Les législateurs du Colorado mènent la campagne en faveur de l’IA et mettent en garde contre les conséquences « désastreuses » si la technologie est laissée seule
Alors que l’intelligence artificielle commence à remodeler la société de manière prévisible et non prévisible, certains des législateurs fédéraux les plus en vue du Colorado tentent d’établir des garde-fous sans pour autant arrêter complètement la technologie.

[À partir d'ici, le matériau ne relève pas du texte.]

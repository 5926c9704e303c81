#![forbid(unsafe_code)]

//! Pulls a whole profile's metadata through yt-dlp in one call, filters by
//! views and upload date, and downloads the top entries.

use anyhow::Result;
use clap::Parser;
use harvest_tools::collector::{Platform, canonical_profile_url};
use harvest_tools::config::{CommonArgs, ConvertArgs, SelectionArgs, resolve_config};
use harvest_tools::input::{CookieRequirement, check_cookie_file, url_or_prompt};
use harvest_tools::logging::init_logging;
use harvest_tools::pipeline::run_feed_harvest;
use harvest_tools::runner::{SystemRunner, ensure_program_available};

#[derive(Debug, Parser)]
#[command(about = "Download the most viewed recent videos of a profile feed")]
struct Args {
    /// Profile URL; prompted for when omitted.
    url: Option<String>,
    /// Site preset; detected from the URL by default.
    #[arg(long)]
    platform: Option<Platform>,
    #[command(flatten)]
    common: CommonArgs,
    #[command(flatten)]
    selection: SelectionArgs,
    #[command(flatten)]
    convert: ConvertArgs,
}

fn main() -> Result<()> {
    init_logging();
    let args = Args::parse();

    let mut overrides = args.common.overrides();
    args.selection.apply(&mut overrides);
    let config = resolve_config(overrides)?;

    let raw_url = url_or_prompt(args.url.clone(), "Enter profile URL: ")?;
    let profile_url = canonical_profile_url(&raw_url)?;
    let platform = args
        .platform
        .unwrap_or_else(|| Platform::detect(profile_url.as_str()));
    check_cookie_file(&config.cookies, CookieRequirement::Optional)?;

    let runner = SystemRunner;
    ensure_program_available(&runner, &config.tools.yt_dlp)?;
    let transcode = args.convert.mode();
    if transcode.is_some() {
        ensure_program_available(&runner, &config.tools.ffmpeg)?;
    }

    println!("===================================");
    println!("Feed Harvester ({platform})");
    println!("===================================");
    println!("Profile: {profile_url}");
    println!("Output directory: {}", config.output_dir.display());

    let report = run_feed_harvest(
        &runner,
        &config,
        profile_url.as_str(),
        platform,
        transcode.as_ref(),
    )?;
    report.print_summary(&config.output_dir);
    Ok(())
}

Le représentant américain Ken Buck, un républicain de Windsor, co-parraine un projet de loi avec le démocrate californien Ted Lieu visant à créer une commission nationale axée sur la réglementation de la technologie et un autre projet de loi visant à empêcher l’IA de tirer unilatéralement des armes nucléaires.
Le sénateur Michael Bennet, un démocrate, a publiquement exhorté le chef de son caucus, le chef de la majorité Chuck Schumer, à réfléchir attentivement à la voie à suivre en matière de réglementation de l’IA, tout en mettant en garde contre les leçons tirées du développement organique des médias sociaux. Le sénateur John Hickenlooper, également démocrate, a également présidé une audience de sous-commission en septembre dernier sur la question.
« Nous sommes intimement conscients que même des produits numériques apparemment inoffensifs peuvent avoir des effets profondément néfastes sur la santé mentale, le discours civique, la légitimité démocratique et l’action économique des Américains », a écrit Bennet dans sa lettre à Schumer à la fin de l’été. « Répéter notre échec de surveillance lorsqu’il s’agit de technologies plus puissantes comme l’IA serait désastreux. »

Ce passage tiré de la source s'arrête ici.